Depois, na manhã de 2 de julho, voltámos a fugir depois de o exército israelita ter emitido ordens de evacuação para o nosso bairro. Juntámos os nossos pertences num camião e fomos para a casa danificada da minha irmã, que tentámos arranjar o melhor que pudemos. Mas eu não conseguia suportar a agonia de ser deslocada da minha própria casa e, por isso, apesar do perigo, regressei passados dez dias com o meu pai e o meu irmão e a minha mãe juntou-se a nós pouco depois.
Quando voltámos a casa, o nosso bairro estava quase vazio. Muitos dos nossos vizinhos tinham fugido para Al-Mawasi, a chamada “zona humanitária”, e só regressariam cerca de dois meses mais tarde. Em várias ocasiões, com a incursão das forças israelitas na cidade, ficámos sitiados nas nossas imediações durante uma semana ou mais, sem podermos circular livremente sem corrermos o risco de sermos alvejados.

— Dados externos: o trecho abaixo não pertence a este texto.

impl DeclaredState {
    /// Creates an empty declared state.
    #[must_use]
    pub fn new() -> Self {
        Self::default()
    }

    /// Adds a valid specification, rejecting duplicate names.
    pub fn insert(&mut self, specification: ResourceSpecification) -> AppResult<()> {
        let name = specification.name().to_owned();
        if self.entries.contains_key(name.as_str()) {
            return Err(AppError::Conflict(format!(
                "{} '{name}' is declared more than once",
                specification.kind()
            )));
        }

        self.entries
            .insert(name, DeclaredEntry::Valid(specification));
        Ok(())
    }

    /// Records an entry that failed to parse or validate under `key`.
    pub fn insert_error(&mut self, key: impl Into<String>, message: impl Into<String>) {
        self.entries
            .insert(key.into(), DeclaredEntry::Invalid(message.into()));
    }

    /// Returns a valid specification by name; errored entries are never returned.
    #[must_use]
    pub fn get(&self, name: &str) -> Option<&ResourceSpecification> {
        match self.entries.get(name) {
            Some(DeclaredEntry::Valid(specification)) => Some(specification),
            _ => None,
        }
    }

    /// Returns valid specifications in name order.
    pub fn specifications(&self) -> impl Iterator<Item = &ResourceSpecification> {
        self.entries.values().filter_map(|entry| match entry {
            DeclaredEntry::Valid(specification) => Some(specification),
            DeclaredEntry::Invalid(_) => None,
        })
    }

    /// Returns valid specification names in sorted order.
    #[must_use]
    pub fn sorted_names(&self) -> Vec<String> {
        self.specifications()
            .map(|specification| specification.name().to_owned())
            .collect()
    }

    /// Returns the number of entries, errored ones included.
    #[must_use]
    pub fn len(&self) -> usize {
        self.entries.len()
    }

    /// Returns true when nothing was declared.
    #[must_use]
    pub fn is_empty(&self) -> bool {
        self.entries.is_empty()
    }

    /// Combines every per-entry error into one, or `None` when all entries are valid.
    #[must_use]
    pub fn error(&self) -> Option<AppError> {
        let mut errors = ErrorList::new();
        for entry in self.entries.values() {
            if let DeclaredEntry::Invalid(message) = entry {
                errors.push(AppError::Validation(message.clone()));
            }
        }

        errors.into_error()
    }

    /// Injects a literal secret into the named specification.
    pub fn set_secret(&mut self, name: &str, secret_name: &str, value: &str) -> AppResult<()> {
        self.valid_mut(name)?.set_secret(secret_name, value)
    }

    /// Injects registry credentials into the named specification.
    pub fn set_registry(
        &mut self,
        name: &str,
        server: &str,
        username: &str,
        password: &str,
    ) -> AppResult<()> {
        self.valid_mut(name)?
            .set_registry(server, username, password)
    }

    /// Returns distinct external secret names referenced by valid entries, sorted.
    #[must_use]
    pub fn unique_remote_secret_names(&self) -> Vec<String> {
        self.specifications()
            .flat_map(ResourceSpecification::remote_secrets)
            .map(|reference| reference.remote_secret_name.clone())
            .collect::<BTreeSet<_>>()
            .into_iter()
            .collect()
    }

    fn valid_mut(&mut self, name: &str) -> AppResult<&mut ResourceSpecification> {
        match self.entries.get_mut(name) {
            Some(DeclaredEntry::Valid(specification)) => Ok(specification),
            Some(DeclaredEntry::Invalid(_)) => Err(AppError::Validation(format!(
                "declared entry '{name}' has errors"
            ))),
            None => Err(AppError::NotFound(format!(
                "no declared entry with name \"{name}\""
            ))),
        }
    }
}

/// Declared state of every kind for one revision of the manifest source.
#[derive(Debug, Clone, Default, PartialEq)]
pub struct DeclaredSnapshot {
    /// Declared apps.
    pub apps: DeclaredState,
    /// Declared jobs.
    pub jobs: DeclaredState,
}

impl DeclaredSnapshot {
    /// Returns the declared state for one kind.
    #[must_use]
    pub fn state(&self, kind: ResourceKind) -> &DeclaredState {
        match kind {
            ResourceKind::App => &self.apps,
            ResourceKind::Job => &self.jobs,
        }
    }

    /// Returns the mutable declared state for one kind.
    pub fn state_mut(&mut self, kind: ResourceKind) -> &mut DeclaredState {
        match kind {
            ResourceKind::App => &mut self.apps,
            ResourceKind::Job => &mut self.jobs,
        }
    }

    /// Adds a valid specification to the state of its kind.
    pub fn insert(&mut self, specification: ResourceSpecification) -> AppResult<()> {
        self.state_mut(specification.kind()).insert(specification)
    }

    /// Combines errors across every kind.
    #[must_use]
    pub fn error(&self) -> Option<AppError> {
        let mut errors = ErrorList::new();
        for kind in ResourceKind::ALL {
            if let Some(error) = self.state(kind).error() {
                match error {
                    AppError::Multiple(list) => {
                        for message in list.errors() {
                            errors.push(AppError::Validation(strip_category(message)));
                        }
                    }
                    other => errors.push(other),
                }
            }
        }

        errors.into_error()
    }

    /// Returns distinct external secret names across every kind, sorted.
    #[must_use]
    pub fn unique_remote_secret_names(&self) -> Vec<String> {
        ResourceKind::ALL
            .iter()
            .flat_map(|kind| self.state(*kind).unique_remote_secret_names())
            .collect::<BTreeSet<_>>()
            .into_iter()
            .collect()
    }
}
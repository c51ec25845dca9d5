//! Configuration API routes.
//!
//! Configuration is read-only from environment variables and the mounted
//! config document. To change settings, edit the mounts and restart the
//! stack.

use axum::{extract::State, Json};
use serde::Serialize;

use crate::{
    error::ApiResult,
    probe::ProbeOutcome,
    provider_config::{self, ProviderCredentials},
    state::AppState,
};

#[derive(Debug, Serialize)]
pub struct LlmConfigResponse {
    pub api_url: String,
    pub model: String,
}

#[derive(Debug, Serialize)]
pub struct EmbedderConfigResponse {
    pub api_url: String,
    pub model: String,
    pub dimensions: u32,
}

/// Connectivity status shared by the LLM and embedder status responses
#[derive(Debug, Serialize)]
pub struct StatusResponse {
    pub api_url: String,
    pub model: String,
    #[serde(skip_serializing_if = "Option::is_none")]
    pub dimensions: Option<u32>,
    pub status: &'static str,
    pub model_available: bool,
    pub available_models: Vec<String>,
    #[serde(skip_serializing_if = "Option::is_none")]
    pub error: Option<String>,
}

impl StatusResponse {
    fn new(creds: ProviderCredentials, outcome: ProbeOutcome, dimensions: Option<u32>) -> Self {
        Self {
            api_url: creds.api_url,
            model: creds.model,
            dimensions,
            status: outcome.status(),
            model_available: outcome.is_healthy(),
            available_models: outcome.available_models().to_vec(),
            error: outcome.error_message().map(str::to_string),
        }
    }
}

/// Get current LLM configuration
pub async fn get_llm_config(State(state): State<AppState>) -> ApiResult<Json<LlmConfigResponse>> {
    let config = provider_config::read_config(&state.config.config_path)?;
    let creds = provider_config::llm_credentials(&config);

    Ok(Json(LlmConfigResponse {
        api_url: creds.api_url,
        model: creds.model,
    }))
}

/// Get LLM configuration with connectivity and model availability status
pub async fn get_llm_status(State(state): State<AppState>) -> ApiResult<Json<StatusResponse>> {
    let config = provider_config::read_config(&state.config.config_path)?;
    let creds = provider_config::llm_credentials(&config);

    let outcome = state
        .probe
        .check(&creds.api_url, &creds.api_key, &creds.model, &creds.provider)
        .await;

    Ok(Json(StatusResponse::new(creds, outcome, None)))
}

/// Get current embedder configuration
pub async fn get_embedder_config(
    State(state): State<AppState>,
) -> ApiResult<Json<EmbedderConfigResponse>> {
    let config = provider_config::read_config(&state.config.config_path)?;
    let creds = provider_config::embedder_credentials(&config);

    Ok(Json(EmbedderConfigResponse {
        api_url: creds.api_url,
        model: creds.model,
        dimensions: creds.dimensions.unwrap_or(768),
    }))
}

/// Get embedder configuration with connectivity and model availability status
pub async fn get_embedder_status(
    State(state): State<AppState>,
) -> ApiResult<Json<StatusResponse>> {
    let config = provider_config::read_config(&state.config.config_path)?;
    let creds = provider_config::embedder_credentials(&config);

    let outcome = state
        .probe
        .check(&creds.api_url, &creds.api_key, &creds.model, &creds.provider)
        .await;

    let dimensions = creds.dimensions;
    Ok(Json(StatusResponse::new(creds, outcome, dimensions)))
}

#[derive(Debug, Serialize)]
pub struct FullConfigResponse {
    pub config: serde_yaml::Value,
}

/// Get the full config document with api_key values masked
pub async fn get_full_config(State(state): State<AppState>) -> ApiResult<Json<FullConfigResponse>> {
    let mut config = provider_config::read_config(&state.config.config_path)?;
    provider_config::mask_config(&mut config);

    Ok(Json(FullConfigResponse { config }))
}
//! Graphiti Admin API server entry point

use graphiti_admin_api::{routes, AppState, Settings};
use tracing_subscriber::EnvFilter;

#[tokio::main]
async fn main() -> anyhow::Result<()> {
    dotenvy::dotenv().ok();

    tracing_subscriber::fmt()
        .with_env_filter(
            EnvFilter::try_from_default_env().unwrap_or_else(|_| EnvFilter::new("info")),
        )
        .init();

    let config = Settings::from_env()?;
    let bind_address = config.bind_address.clone();

    let state = AppState::new(config)?;
    let router = routes::create_router(state);

    let listener = tokio::net::TcpListener::bind(&bind_address).await?;
    tracing::info!(address = %bind_address, "Graphiti Admin API listening");

    axum::serve(listener, router).await?;

    Ok(())
}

Na primavera, a minha mãe e eu tomámos a decisão de sair de Gaza. No início, ela estava relutante em viajar, preocupada em deixar para trás a minha irmã e os seus dois filhos. Mas, perante a falta de tratamento para a sua doença, concordou que seria o melhor.
O nosso plano de fuga estava em marcha. Conseguimos registar-nos numa agência de viagens para sair através da passagem de Rafah, as nossas malas estavam feitas e estávamos apenas à espera que os nossos nomes aparecessem na lista de saída. Na noite de 6 de maio, chegou finalmente a nossa hora. Então, aconteceu o inimaginável: na manhã seguinte, enquanto aguardávamos a confirmação de que poderíamos partir no dia seguinte, o exército israelita invadiu Rafah. A primeira coisa que fez foi ocupar a passagem de Rafah, cortando a nossa última passagem para o mundo exterior.
Todos os dias, esperamos que a passagem reabra para podermos sair. Sonhamos com esse momento. Mas cada dia que passo aqui presa, perco um pouco mais de esperança no futuro de Gaza.
Ruwaida Kamal Amer é uma professora e jornalista de Khan Younis.
Artigo publicado originalmente no +972.